From the woman who made history as the first Black student at an all-white elementary school in Louisiana comes a children’s book on racism as seen from a young girl’s eyes.

Young Ruby Bridges, the first African American child to attend William Frantz Elementary School in Louisiana, New Orleans was accompanied by U.S. Marshalls as she goes to and leave from school at the height of U.S. desegregation. Photo courtesy of the Department of Justice.

Ruby Bridges, the six years old who made history by becoming one of the first African American student to attend an elementary school in Louisiana, New Orleans at the height of desegregation released of her book titled “I Am Ruby Bridges.”

The book tells the tale of her historic moment from the eyes of her childhood self and “how one six-year-old girl’s march to school changed the world.”

Book cover for “I Am Ruby Bridges.”

“It’s a true reflection of what happened through my own eyes,” Bridges said in an interview with the Associated Press. “I’ve been very, very fortunate because of the way I tell my story that my babies come in all shapes and colors, and my books are bestsellers, and maybe banned in schools … But I think parents really want to get past our racial differences. They’re going to seek out those books.”

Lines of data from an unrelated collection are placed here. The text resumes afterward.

impl Deck {
    /// `number_of_cards` non-joker cards in pack order, starting another pack
    /// once the first is used up, followed by `number_of_jokers` jokers.
    /// Either count above [`MAX_COUNT`] is refused before anything is allocated.
    pub fn from_values(number_of_cards: u32, number_of_jokers: u32) -> Result<Self, DeckError> {
        if number_of_cards > MAX_COUNT || number_of_jokers > MAX_COUNT {
            return Err(DeckError::TooManyCards {
                cards: number_of_cards,
                jokers: number_of_jokers,
                max: MAX_COUNT,
            });
        }

        let cards = pack()
            .cycle()
            .take(number_of_cards as usize)
            .chain(std::iter::repeat(Card::Joker).take(number_of_jokers as usize))
            .collect();

        Ok(Self {
            cards,
            number_of_cards,
            number_of_jokers,
        })
    }

    pub fn cards(&self) -> &[Card] {
        &self.cards
    }

    pub fn len(&self) -> usize {
        self.cards.len()
    }

    pub fn is_empty(&self) -> bool {
        self.cards.is_empty()
    }

    /// Number of cards in the deck as built
    pub fn capacity(&self) -> usize {
        self.number_of_cards as usize + self.number_of_jokers as usize
    }

    pub fn is_full(&self) -> bool {
        self.len() == self.capacity()
    }

    pub fn is_over_filled(&self) -> bool {
        self.len() > self.capacity()
    }

    /// Full, and every card appears exactly as often as in a fresh deck
    pub fn is_valid_deck(&self) -> bool {
        self.is_full()
            && pack()
                .chain(std::iter::once(Card::Joker))
                .all(|card| self.occurrences(&card) == self.expected_occurrences(&card))
    }

    pub fn occurrences(&self, card: &Card) -> usize {
        self.cards.iter().filter(|c| *c == card).count()
    }

    /// How many copies of `card` a fresh deck with this layout holds
    fn expected_occurrences(&self, card: &Card) -> usize {
        match card {
            Card::Joker => self.number_of_jokers as usize,
            Card::Standard { .. } => {
                let n = self.number_of_cards as usize;
                let pos = pack().position(|c| c == *card).unwrap_or(PACK_LEN);
                n / PACK_LEN + usize::from(pos < n % PACK_LEN)
            }
        }
    }

    pub fn shuffle(&mut self, rng: &mut DeckRng) {
        rng.shuffle(&mut self.cards);
    }

    /// Remove and return one random card
    pub fn pick_random_card(&mut self, rng: &mut DeckRng) -> Result<Card, DeckError> {
        if self.is_empty() {
            return Err(DeckError::NotEnoughCards {
                wanted: 1,
                available: 0,
            });
        }
        let idx = rng.index(self.cards.len());
        Ok(self.cards.remove(idx))
    }

    /// Remove and return `count` random cards
    pub fn pick_random_cards(&mut self, count: usize, rng: &mut DeckRng) -> Result<Vec<Card>, DeckError> {
        if count > self.cards.len() {
            return Err(DeckError::NotEnoughCards {
                wanted: count,
                available: self.cards.len(),
            });
        }

        (0..count).map(|_| self.pick_random_card(rng)).collect()
    }

    /// Remove and return the first copy of a specific card
    pub fn pick_card(&mut self, card: &Card) -> Result<Card, DeckError> {
        let idx = self
            .cards
            .iter()
            .position(|c| c == card)
            .ok_or(DeckError::CardNotInDeck(*card))?;
        Ok(self.cards.remove(idx))
    }

    /// Put a card back at the bottom of the deck. Unless `force` is set, the
    /// deck must not be full and the card must not already be in it as many
    /// times as a fresh deck holds it.
    pub fn insert_card(&mut self, card: Card, force: bool) -> Result<(), DeckError> {
        if !force {
            if self.is_full() || self.is_over_filled() {
                return Err(DeckError::DeckFull);
            }

            let expected = self.expected_occurrences(&card);
            if expected == 0 {
                return Err(DeckError::NotPartOfDeck(card));
            }
            let occurrences = self.occurrences(&card);
            if occurrences >= expected {
                return Err(DeckError::DuplicateCard { card, occurrences });
            }
        }

        tracing::debug!(%card, force, "card inserted");
        self.cards.push(card);
        Ok(())
    }
}

/// Result of running a deck action
#[derive(Debug, Clone, PartialEq, Eq, Serialize)]
#[serde(tag = "outcome", rename_all = "kebab-case")]
pub enum ActionOutcome {
    Shuffled { cards: Vec<Card> },
    Picked { card: Card, remaining: usize },
}

impl ActionOutcome {
    /// Build the deck described by `values` and perform its action.
    /// `wanted` is the card for `pick-specific` and ignored otherwise.
    pub fn run(values: &FormValues, rng: &mut DeckRng, wanted: Option<Card>) -> Result<Self, DeckError> {
        let mut deck = Deck::from_values(values.number_of_cards, values.number_of_jokers)?;
        Self::perform(&mut deck, values.deck_action, rng, wanted)
    }

    /// Perform `action` on `deck`, leaving the deck as the action left it
    pub fn perform(
        deck: &mut Deck,
        action: DeckAction,
        rng: &mut DeckRng,
        wanted: Option<Card>,
    ) -> Result<Self, DeckError> {
        tracing::info!(
            cards = deck.len(),
            action = %action,
            seed = ?rng.seed(),
            "running deck action"
        );

        match action {
            DeckAction::Shuffle => {
                deck.shuffle(rng);
                Ok(ActionOutcome::Shuffled {
                    cards: deck.cards().to_vec(),
                })
            }
            DeckAction::PickRandom => {
                let card = deck.pick_random_card(rng)?;
                Ok(ActionOutcome::Picked {
                    card,
                    remaining: deck.len(),
                })
            }
            DeckAction::PickSpecific => {
                let wanted = wanted.ok_or(DeckError::NoCardChosen)?;
                let card = deck.pick_card(&wanted)?;
                Ok(ActionOutcome::Picked {
                    card,
                    remaining: deck.len(),
                })
            }
        }
    }
}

The momentous Brown v. the Board of Education of Topeka, Kansas ruling by the U.S. Supreme Court that outlawed racial segregation in public schools coincided the same year Bridges was born. Southern states initially resisted the desegregation; however, Louisiana was eventually compelled to integrate. To determine if African American pupils could compete academically at an all-white school, the school district developed admission examinations for them. Bridges and five other pupils succeeded on the test. “That shaped me into a person that is not prejudiced at all. And I feel like that little girl is still inside of me, and that’s it’s my calling to make sure kids understand that you can’t look at someone and judge them,” Bridges said.

Four federal marshals took the 6-year-old Bridges and her mother to school each day that year. “It really looks like Mardi Gras to me, but they aren’t throwing any beads. What’s Mardi Gras without beads?” Bridges writes in her book, remembering the hostile crowd that greeted her first day in school. She moved through groups who hurled foul language at her. A white woman even went as far as carrying a Black baby doll inside a coffin to protest the desegregation. Only one teacher agreed to teach Bridges — Barbara Henry, a white Boston resident.